Une société allemande confie à une société française la distribution de ses produits en France. Des années plus tard, la première rompt le contrat et la seconde lui réclame le paiement d’une indemnité de rupture (C. com. art. L 134-12). La société allemande refuse, faisant valoir que la société française revend des produits de différents fournisseurs et dispose d’une clientèle propre, ce qui exclut qu’elle bénéficie du statut d’agent commercial et d’une indemnité de rupture.
Cet argument est rejeté : une même personne peut à la fois exercer des activités d'agent commercial, pour lesquelles elle bénéficie du statut d’agent commercial (C. com. art. L 134-1 s.), et des activités d'une autre nature la conduisant à détenir une clientèle propre, à la condition que les premières soient exercées de façon indépendante. Or la société allemande ne soutenait pas que l'activité commerciale propre de la société française était de nature à l'empêcher d'exercer son activité d'agent commercial de manière indépendante.
A noter :
Rappelons que le statut d’agent commercial fixé par le Code de commerce résulte de la transposition en droit interne de la directive européenne 86/653 du 18 décembre 1986, relative à la coordination des droits des Etats membres de l'UE concernant les agents commerciaux indépendants.
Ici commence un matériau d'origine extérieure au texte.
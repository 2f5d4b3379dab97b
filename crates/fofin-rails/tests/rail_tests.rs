use std::collections::HashSet;

use fofin_core::traits::{MeshTopology, Validate};
use fofin_rails::batch;
use fofin_rails::{continuous_edge_line, face_strip, parallel_edges};
use fofin_topology::{FaceId, Mesh, Point3, VertexId};

struct Fixture {
    mesh: Mesh,
    v: Vec<VertexId>,
    f: Vec<FaceId>,
}

fn build(positions: Vec<Point3>, faces: Vec<Vec<usize>>) -> Fixture {
    let mesh = Mesh::from_vertices_and_faces(&positions, &faces).unwrap();
    mesh.validate().unwrap();
    let v = mesh.vertices.keys().collect();
    let f = mesh.faces.keys().collect();
    Fixture { mesh, v, f }
}

/// `nx` by `ny` quads; vertex `(i, j)` at index `j * (nx + 1) + i`, faces row by row.
fn grid(nx: usize, ny: usize) -> Fixture {
    let positions = (0..=ny)
        .flat_map(|j| (0..=nx).map(move |i| Point3::new(i as f64, j as f64, 0.0)))
        .collect();
    let id = |i: usize, j: usize| j * (nx + 1) + i;
    let faces = (0..ny)
        .flat_map(|j| (0..nx).map(move |i| vec![id(i, j), id(i + 1, j), id(i + 1, j + 1), id(i, j + 1)]))
        .collect();
    build(positions, faces)
}

/// Quad mesh wrapped in `u` (`around` quads per ring) and, optionally, in `v`.
fn wrapped(around: usize, rows: usize, torus: bool) -> Fixture {
    let rings = if torus { rows } else { rows + 1 };
    let positions = (0..rings)
        .flat_map(|j| {
            (0..around).map(move |i| {
                let t = i as f64 / around as f64 * std::f64::consts::TAU;
                Point3::new(t.cos(), t.sin(), j as f64)
            })
        })
        .collect();
    let id = move |i: usize, j: usize| (j % rings) * around + i % around;
    let faces = (0..rows)
        .flat_map(|j| (0..around).map(move |i| vec![id(i, j), id(i + 1, j), id(i + 1, j + 1), id(i, j + 1)]))
        .collect();
    build(positions, faces)
}

fn unordered(rail: &[(VertexId, VertexId)]) -> HashSet<(VertexId, VertexId)> {
    rail.iter().map(|&(a, b)| if a < b { (a, b) } else { (b, a) }).collect()
}

#[test]
fn test_center_horizontal_line_of_3x3_grid() {
    let Fixture { mesh, v, .. } = grid(3, 3);
    let line = continuous_edge_line(&mesh, (v[5], v[6]), true).unwrap();

    // Left to right along row j = 1, each edge in its registered orientation
    assert_eq!(line, vec![(v[5], v[4]), (v[6], v[5]), (v[7], v[6])]);
}

#[test]
fn test_corner_face_strip_of_3x3_grid() {
    let Fixture { mesh, f, .. } = grid(3, 3);
    let strip = face_strip(&mesh, f[0]).unwrap();
    assert_eq!(strip, vec![f[0], f[3], f[6]]);
}

#[test]
fn test_line_symmetry_under_seed_reversal() {
    let Fixture { mesh, .. } = grid(4, 3);
    for (a, b) in mesh.canonical_edges() {
        for directed in [false, true] {
            let forward = continuous_edge_line(&mesh, (a, b), directed).unwrap();
            let backward = continuous_edge_line(&mesh, (b, a), directed).unwrap();
            assert_eq!(unordered(&forward), unordered(&backward));
        }
    }
}

#[test]
fn test_valence_gate_on_triangle_fan() {
    // Hexagonal fan: the only interior vertex has degree 6
    let mut positions = vec![Point3::ZERO];
    for k in 0..6 {
        let t = k as f64 / 6.0 * std::f64::consts::TAU;
        positions.push(Point3::new(t.cos(), t.sin(), 0.0));
    }
    let faces = (0..6).map(|k| vec![0, 1 + k, 1 + (k + 1) % 6]).collect();
    let Fixture { mesh, .. } = build(positions, faces);

    for seed in mesh.canonical_edges() {
        assert_eq!(continuous_edge_line(&mesh, seed, false).unwrap(), vec![seed]);
    }
}

#[test]
fn test_quad_gate_for_parallel_edges() {
    let positions = vec![
        Point3::new(0.0, 0.0, 0.0),
        Point3::new(1.0, 0.0, 0.0),
        Point3::new(1.0, 1.0, 0.0),
        Point3::new(0.0, 1.0, 0.0),
        Point3::new(0.5, 2.0, 0.0),
    ];
    let Fixture { mesh, v, .. } = build(positions, vec![vec![0, 1, 2, 3], vec![3, 2, 4]]);

    let rail = parallel_edges(&mesh, (v[0], v[1])).unwrap();
    assert_eq!(rail, vec![(v[2], v[3]), (v[0], v[1])]);
}

#[test]
fn test_parallel_edges_of_grid_column() {
    let Fixture { mesh, v, .. } = grid(3, 3);
    let rail = parallel_edges(&mesh, (v[1], v[2])).unwrap();
    assert_eq!(
        rail,
        vec![(v[14], v[13]), (v[10], v[9]), (v[6], v[5]), (v[1], v[2])]
    );
}

#[test]
fn test_cylinder_face_strip_covers_every_row_once() {
    let rows = 5;
    let Fixture { mesh, f, .. } = wrapped(6, rows, false);

    let strip = face_strip(&mesh, f[0]).unwrap();
    assert_eq!(strip.len(), rows);
    assert_eq!(strip.iter().collect::<HashSet<_>>().len(), rows);
    assert_eq!(*strip.last().unwrap(), f[(rows - 1) * 6]);
    assert!(mesh.boundary_faces().contains(strip.last().unwrap()));
}

#[test]
fn test_torus_rails_close_without_repeats() {
    let Fixture { mesh, v, f } = wrapped(4, 4, true);
    assert!(mesh.boundary_vertices().is_empty());

    let line = continuous_edge_line(&mesh, (v[0], v[1]), false).unwrap();
    assert_eq!(line.len(), 4);
    assert_eq!(unordered(&line).len(), 4);

    let rail = parallel_edges(&mesh, (v[0], v[1])).unwrap();
    assert_eq!(rail.len(), 4);
    assert_eq!(unordered(&rail).len(), 4);

    // No boundary, so no strip can be anchored
    assert!(face_strip(&mesh, f[0]).unwrap().is_empty());
}

#[test]
fn test_directed_results_are_registered_edges() {
    let Fixture { mesh, .. } = grid(4, 3);
    let edges = mesh.canonical_edges();
    for &seed in &edges {
        let line = continuous_edge_line(&mesh, seed, true).unwrap();
        assert!(line.iter().all(|e| edges.contains(e)));
        let rail = parallel_edges(&mesh, seed).unwrap();
        assert!(rail.iter().all(|e| edges.contains(e)));
    }
}

#[test]
fn test_invalid_seeds_fail_fast() {
    let Fixture { mut mesh, v, f } = grid(2, 2);
    assert!(continuous_edge_line(&mesh, (v[0], v[8]), true).is_err());
    assert!(parallel_edges(&mesh, (v[0], v[4])).is_err());

    mesh.faces.remove(f[0]);
    assert!(face_strip(&mesh, f[0]).is_err());
}

#[test]
fn test_batch_queries_on_shared_mesh() {
    let Fixture { mesh, f, .. } = grid(3, 3);
    let seeds: Vec<_> = mesh.canonical_edges().into_iter().collect();

    let lines = batch::continuous_edge_lines(&mesh, &seeds, true);
    let parallels = batch::parallel_edge_sets(&mesh, &seeds);
    for ((seed, line), rail) in seeds.iter().zip(&lines).zip(&parallels) {
        assert!(unordered(&[*seed]).is_subset(&unordered(line.as_ref().unwrap())));
        assert_eq!(rail.as_ref().unwrap().len(), 4);
    }

    let strips = batch::face_strips(&mesh, &f);
    let lengths: Vec<usize> = strips.into_iter().map(|s| s.unwrap().len()).collect();
    assert_eq!(lengths, vec![3, 3, 3, 3, 0, 3, 3, 3, 3]);
}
Cette directive laissait la possibilité aux Etats membres d’exclure du champ d'application de la protection qu’elle instituait les personnes exerçant une activité d'agent commercial à titre accessoire (Dir. art. 2, 2). Dans cet arrêt, la Cour de cassation rappelle que la France a utilisé cette faculté mais dans des termes spécifiques : lorsque l'activité d'agent commercial est exercée en exécution d'un contrat écrit passé entre les parties à titre principal pour un autre objet, celles-ci peuvent décider par écrit que le statut n’est pas applicable à la partie correspondant à l'activité d'agence commerciale (C. com. art. L 134-15). Ce texte ne vise pas, relève la Haute Juridiction, la situation qui lui était soumise : les activités d'une autre nature exercées par l'agent commercial ne procédaient pas ici de l'exécution du contrat passé avec son mandant, de sorte que la situation n'était pas exclusive du bénéfice du statut d'agent commercial.
Puisque la situation ne tombait pas sous le coup de cette exclusion ni d’autres exclusions (cf. Dir. art. 2 ; C. com. art. L 134-1, al. 2), il y avait lieu de faire application de la jurisprudence de la Cour de justice de l'Union européenne. Aux termes de celle-ci, les personnes exerçant une activité d'agent commercial doivent être considérées comme relevant du champ d'application de la directive, quand bien même cette activité serait cumulée à une activité d'une autre nature ; mais le cumul, par une même personne, des activités d'agent commercial avec des activités d'une autre nature ne doit pas conduire à affecter sa qualité d'intermédiaire indépendant (CJUE 21-11-2018 aff. 452/17 : RJDA 2/19 n° 82). Même si cette condition est satisfaite, l’intéressé n’est protégé que pour ses activités d’agent commercial.